First, consider what you're trying to determine. Here are some suggestions:
- Is the player comfortable with the game, DM, and other players, enough to enjoy playing?
- Is the player comfortable with the basic rules?
- Is the player comfortable with the character's backstory?
- Is the player comfortable with the character's specific abilities?
- What notable events in the character's backstory inform their Ideals, Bonds, and Flaws?
- What is the character's place in the world?
- What is the character's place in the plot?
- What parts of the world don't the party usually see?
Fortunately, there's a great way to determine all of the above.
I suggest running a session that focuses on two or three formative events from this character's past.
It should be clear to everyone that nothing is being set in stone until the end of the session. What half-orc wizard? Of course her character has been a halfling barbarian the whole time. No idea who you're talking about. You can even start with blanks on her character sheet and fill them in as you go (particularly for Ideals, Bonds, and Flaws).
I wouldn't necessarily state it outright, but this is also a good way to trial run the game for her. If it turns out she doesn't like it, you can always declare the session null and void. No harm, no foul.
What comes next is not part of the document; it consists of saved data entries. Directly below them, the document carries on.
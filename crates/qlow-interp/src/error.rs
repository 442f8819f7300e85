//! Error types for the interpreter core.

use qlow_ir::{IrError, QubitId};
use thiserror::Error;

use crate::pragma::PragmaError;

/// Errors that abort interpretation of a program.
///
/// None of these are recovered locally; the caller attaches the source
/// location of the node that triggered them.
#[derive(Debug, Error)]
#[non_exhaustive]
pub enum InterpError {
    /// Name is not bound in any active scope.
    #[error("Undefined identifier: {0}")]
    UndefinedName(String),

    /// Name is already bound in the current scope.
    #[error("Identifier '{0}' already declared in this scope")]
    Redeclaration(String),

    /// Qubit index outside the register.
    #[error("Qubit index {index} out of range for register '{register}' of size {size}")]
    QubitIndexOutOfRange {
        register: String,
        index: i64,
        size: usize,
    },

    /// More than two index levels on a qubit identifier.
    #[error("Cannot index multiple dimensions for qubits: '{name}' has {levels} index levels")]
    QubitDimensionality { name: String, levels: usize },

    /// Gate is neither user-defined nor built in.
    #[error("Unknown gate: {0}")]
    UnknownGate(String),

    /// User-defined gate handed to instruction lowering without being expanded.
    #[error("Gate '{0}' is user-defined and must be expanded before lowering")]
    UserDefinedGate(String),

    /// Subroutine is neither user-defined nor built in.
    #[error("Unknown subroutine: {0}")]
    UnknownSubroutine(String),

    /// A control qubit is repeated or overlaps a target.
    #[error("Qubit {qubit} used more than once across gate modifiers and targets")]
    ModifierConflict { qubit: QubitId },

    /// Scope exit without a matching enter.
    #[error("Cannot exit the global scope")]
    ScopeUnderflow,

    /// Value does not fit the declared or expected type.
    #[error("Type mismatch: expected {expected}, found {found}")]
    TypeMismatch { expected: String, found: String },

    /// Assignment to a const declaration.
    #[error("Cannot update const variable '{0}'")]
    ConstAssignment(String),

    /// Read of a declared but never assigned variable.
    #[error("Variable '{0}' is not initialized")]
    Uninitialized(String),

    /// Gate applied to the wrong number of qubits.
    #[error("Gate '{gate}' expects {expected} qubits, got {got}")]
    WrongQubitCount {
        gate: String,
        expected: usize,
        got: usize,
    },

    /// Gate or subroutine called with the wrong number of arguments.
    #[error("'{gate}' expects {expected} parameters, got {got}")]
    WrongParameterCount {
        gate: String,
        expected: usize,
        got: usize,
    },

    /// Classical array or bit-string index out of bounds.
    #[error("Index {index} out of range for '{name}' of size {size}")]
    IndexOutOfRange { name: String, index: i64, size: usize },

    /// Malformed gate modifier.
    #[error("Invalid gate modifier: {0}")]
    InvalidModifier(String),

    /// Program mixes allocated and hardware qubits.
    #[error("Cannot mix hardware and declared qubits: '{0}'")]
    MixedQubitAddressing(String),

    /// Hardware qubit used while the configuration forbids it.
    #[error("Hardware qubit '{0}' is not allowed by the interpreter configuration")]
    HardwareQubitsDisabled(String),

    /// Allocation would exceed the configured qubit ceiling.
    #[error("Allocating {requested} qubits exceeds the limit of {limit}")]
    QubitLimitExceeded { requested: u64, limit: u32 },

    /// While loop ran past the configured iteration guard.
    #[error("Loop exceeded {0} iterations")]
    LoopLimitExceeded(usize),

    /// Classical expression cannot be evaluated.
    #[error("Evaluation error: {0}")]
    Evaluation(String),

    /// Configuration document could not be parsed.
    #[error("Invalid configuration: {0}")]
    Config(#[from] serde_json::Error),

    /// Circuit rejected an instruction.
    #[error("Circuit error: {0}")]
    Circuit(#[from] IrError),

    /// Pragma delegate failure, passed through unchanged.
    #[error(transparent)]
    Pragma(#[from] PragmaError),
}

impl InterpError {
    pub(crate) fn type_mismatch(expected: impl ToString, found: impl ToString) -> Self {
        InterpError::TypeMismatch {
            expected: expected.to_string(),
            found: found.to_string(),
        }
    }
}

/// Result type for interpreter operations.
pub type InterpResult<T> = Result<T, InterpError>;
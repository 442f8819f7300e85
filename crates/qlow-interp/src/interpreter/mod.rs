//! Reference AST walker.
//!
//! [`Interpreter`] drives a [`ProgramContext`] through a parsed program and
//! returns the finished circuit. User gates are inlined: their bodies run
//! in a fresh scope with the caller's modifiers carried in a [`Frame`].

mod expression;
mod statement;

use tracing::{info, instrument};

use qlow_ir::{Circuit, QubitId};

use crate::ast::Program;
use crate::config::InterpreterConfig;
use crate::context::ProgramContext;
use crate::error::{InterpError, InterpResult};
use crate::modifier::Modifier;
use crate::types::Value;

/// Nested subroutine calls allowed before the program is rejected.
const MAX_CALL_DEPTH: usize = 256;

/// How control leaves a statement.
#[derive(Debug, Clone, PartialEq)]
pub(crate) enum Flow {
    Normal,
    Break,
    Continue,
    Return(Option<Value>),
}

/// Modifiers inherited from the user gates currently being inlined.
///
/// Gates inside the body are lowered with the frame's control qubits in
/// front of their own operands, and the frame's control modifiers in front
/// of their own modifiers.
#[derive(Debug, Clone, Default)]
pub(crate) struct Frame {
    controls: Vec<QubitId>,
    control_modifiers: Vec<Modifier>,
    invert: bool,
    /// Operands of the innermost inlined gate; an operand-less `gphase`
    /// in its body applies to these.
    gate_qubits: Vec<QubitId>,
}

impl Frame {
    fn targets(&self, own: &[QubitId]) -> Vec<QubitId> {
        [self.controls.as_slice(), own].concat()
    }

    fn modifiers(&self, own: &[Modifier]) -> Vec<Modifier> {
        let mut modifiers = self.control_modifiers.clone();
        modifiers.extend_from_slice(own);
        if self.invert {
            modifiers.push(Modifier::Inv);
        }
        modifiers
    }
}

/// Lowers an AST [`Program`] into a [`Circuit`].
pub struct Interpreter {
    context: ProgramContext,
    frame: Frame,
    call_depth: usize,
}

impl Interpreter {
    pub fn new(config: InterpreterConfig) -> Self {
        Self::with_context(ProgramContext::new(config))
    }

    /// Walk with a preconfigured context, such as one with a custom
    /// pragma parser or parameter evaluator.
    pub fn with_context(context: ProgramContext) -> Self {
        Self {
            context,
            frame: Frame::default(),
            call_depth: 0,
        }
    }

    /// Supply values for the program's `input` declarations.
    #[must_use]
    pub fn with_inputs<I, K>(mut self, inputs: I) -> Self
    where
        I: IntoIterator<Item = (K, Value)>,
        K: Into<String>,
    {
        self.context.load_inputs(inputs);
        self
    }

    pub fn context(&self) -> &ProgramContext {
        &self.context
    }

    /// Interpret `program` and hand off the circuit it lowers to.
    #[instrument(skip_all)]
    pub fn run(mut self, program: &Program) -> InterpResult<Circuit> {
        for stmt in &program.statements {
            match self.lower_statement(stmt)? {
                Flow::Normal => {}
                Flow::Return(_) => break,
                Flow::Break | Flow::Continue => {
                    return Err(InterpError::Evaluation(
                        "'break' or 'continue' outside of a loop".into(),
                    ));
                }
            }
        }

        let circuit = self.context.into_circuit();
        info!(
            "Lowered program into {} instructions on {} qubits",
            circuit.len(),
            circuit.num_qubits()
        );
        Ok(circuit)
    }

    /// Run `f` inside a fresh scope, closing it even when `f` fails.
    fn in_scope<T>(&mut self, f: impl FnOnce(&mut Self) -> InterpResult<T>) -> InterpResult<T> {
        self.context.enter_scope();
        let result = f(self);
        let closed = self.context.exit_scope();
        let value = result?;
        closed?;
        Ok(value)
    }
}

impl Default for Interpreter {
    fn default() -> Self {
        Self::new(InterpreterConfig::default())
    }
}
//! Statement lowering.

use std::sync::Arc;

use tracing::{debug, trace};

use qlow_ir::{BuiltinGate, ClbitId, QubitId};

use super::{Flow, Frame, Interpreter, MAX_CALL_DEPTH};
use crate::ast::{
    Expression, ForIterable, GateCall, GateDefinition, GateModifier, Operand, Statement,
    SubroutineArg, SubroutineDefinition, TypeExpr,
};
use crate::context::{GateResolution, check_controls};
use crate::error::{InterpError, InterpResult};
use crate::identifier::{Identifier, IndexLevel, SliceError};
use crate::modifier::{Modifier, ModifierSummary, control_count, ensure_controls_fit};
use crate::table::SymbolType;
use crate::types::{BitString, ClassicalType, Value};
use crate::CoreError;
use serde::{Deserialize, Serialize};
use std::fmt;
use std::path::{Path, PathBuf};
use std::str::FromStr;

/// Desired end state of a module.
#[derive(Debug, Clone, Copy, Serialize, Deserialize, PartialEq, Eq)]
#[serde(rename_all = "lowercase")]
pub enum TargetState {
    Enabled,
    Disabled,
    Present,
    Absent,
}

impl fmt::Display for TargetState {
    fn fmt(&self, f: &mut fmt::Formatter<'_>) -> fmt::Result {
        match self {
            TargetState::Enabled => write!(f, "enabled"),
            TargetState::Disabled => write!(f, "disabled"),
            TargetState::Present => write!(f, "present"),
            TargetState::Absent => write!(f, "absent"),
        }
    }
}

impl FromStr for TargetState {
    type Err = CoreError;

    fn from_str(s: &str) -> Result<Self, Self::Err> {
        match s {
            "enabled" => Ok(TargetState::Enabled),
            "disabled" => Ok(TargetState::Disabled),
            "present" => Ok(TargetState::Present),
            "absent" => Ok(TargetState::Absent),
            other => Err(CoreError::InvalidRequest(format!(
                "unknown state '{other}' (expected enabled, disabled, present or absent)"
            ))),
        }
    }
}

/// Desired state for one module, as handed to the orchestrator.
#[derive(Debug, Clone, Serialize, Deserialize, PartialEq, Eq)]
pub struct ModuleRequest {
    pub name: String,
    pub state: TargetState,
    /// Module package to install. Only meaningful for `present`.
    #[serde(default, skip_serializing_if = "Option::is_none")]
    pub path: Option<PathBuf>,
    /// Store to operate on; empty selects the default store.
    #[serde(default)]
    pub store: String,
}

impl ModuleRequest {
    pub fn new(name: impl Into<String>, state: TargetState) -> Self {
        Self {
            name: name.into(),
            state,
            path: None,
            store: String::new(),
        }
    }

    #[must_use]
    pub fn with_path(mut self, path: impl Into<PathBuf>) -> Self {
        self.path = Some(path.into());
        self
    }

    #[must_use]
    pub fn with_store(mut self, store: impl Into<String>) -> Self {
        self.store = store.into();
        self
    }

    /// Load a request from a JSON argument file such as
    /// `{"name": "xen", "state": "present", "path": "/pkgs/xen.pp"}`.
    pub fn from_json_file(path: &Path) -> Result<Self, CoreError> {
        let content = std::fs::read_to_string(path)?;
        serde_json::from_str(&content).map_err(|e| {
            CoreError::InvalidRequest(format!("cannot parse {}: {e}", path.display()))
        })
    }

    pub fn validate(&self) -> Result<(), CoreError> {
        validate_module_name(&self.name)?;
        match (self.state, &self.path) {
            (TargetState::Present, None) => Err(CoreError::InvalidRequest(
                "state is present but no module package path was given".to_owned(),
            )),
            (TargetState::Present, Some(p)) if p.as_os_str().is_empty() => Err(
                CoreError::InvalidRequest("module package path is empty".to_owned()),
            ),
            (TargetState::Enabled | TargetState::Disabled | TargetState::Absent, Some(_)) => {
                Err(CoreError::InvalidRequest(format!(
                    "a package path is only accepted with state present, not {}",
                    self.state
                )))
            }
            _ => Ok(()),
        }
    }
}

pub fn validate_module_name(name: &str) -> Result<(), CoreError> {
    if name.is_empty() || name.len() > 255 {
        return Err(CoreError::InvalidRequest(
            "module name must be 1-255 characters".to_owned(),
        ));
    }
    if !name
        .bytes()
        .all(|b| b.is_ascii_alphanumeric() || b == b'_' || b == b'-')
    {
        return Err(CoreError::InvalidRequest(format!(
            "module name '{name}' must match [a-zA-Z0-9_-]"
        )));
    }
    Ok(())
}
The people attending can (should!) be the whole party. There is no point in keeping secrets from them, though there may be a point to keeping secrets from their characters. This can also be a nice break for your normal weekly game (but get buy in from those players first!). If your player isn't comfortable with having everyone there, consider just one or two other players. I'd advise against one on one, because it can be very intimidating to new players to have the GM looking expectantly at you every few minutes while you draw a blank.
The other players, if any, can have some fun here as well. Let them try out one-off characters, whether as PCs or NPCs. This can be great fodder for bringing in new characters to your main story line. Note that their characters don't even need to be in any kind of party or relationship with the main character. A chance encounter of the same-place-at-the-same-time variety is enough. Maybe they're on the same side in a bar brawl, or got matched against each other in a tournament of some kind.
The goal is to answer as many of the opening questions as possible. The tool to do that is to run a session. To ease the player into things, try running a combat and a non-combat encounter at each of levels one, three, and five or six. The idea is to give her the one to N leveling experience in a condensed form. This is helped by the fact that it's her flashback session, so she should get half or more of the group's focus, as opposed to the 1/5 she can expect in a normal five player session.
You can skip level one if you think the player is comfortable enough with the bare basics. Level three is recommended because that's when most classes get their iconic and differentiating archetypes. Full casting classes also get second level spells, which is a good introduction to their resource management. Level five gets martial types an extra attack and casters third level spells. If the chosen class has a cool and exciting ability at level six, just go with it. That one level shouldn't make a big difference in combat or anything, and if it helps her get a feel for the class, then why not?
After each level, ask a quick question or two on how she's feeling about everything. If a the character made a big decision, or better yet had a strong instinctive reaction, take a look at the Ideals, Bonds, and Flaws. Remember, nothing in the character is set in stone yet, and it's totally fine to take a half hour or so to roll up a new character.
When you're done with the session, you can level up the character to be in line with the rest of the party. I'd suggest the lowest, but at your discretion you can put her at the average instead.
As mentioned above, this is a great way to answer a variety of questions about the character, like where that trinket or magic item came from, how they got a scar, or why they hate corn. It can also answer things like why they have a vendetta against Vile MacEvil-Visage or one of his henchmen.
Your job as DM is to have a good idea of how those encounters will work together to bring the character into an alliance with the party. Don't just have a generic goblin encounter here when the party is fighting a lich in the future.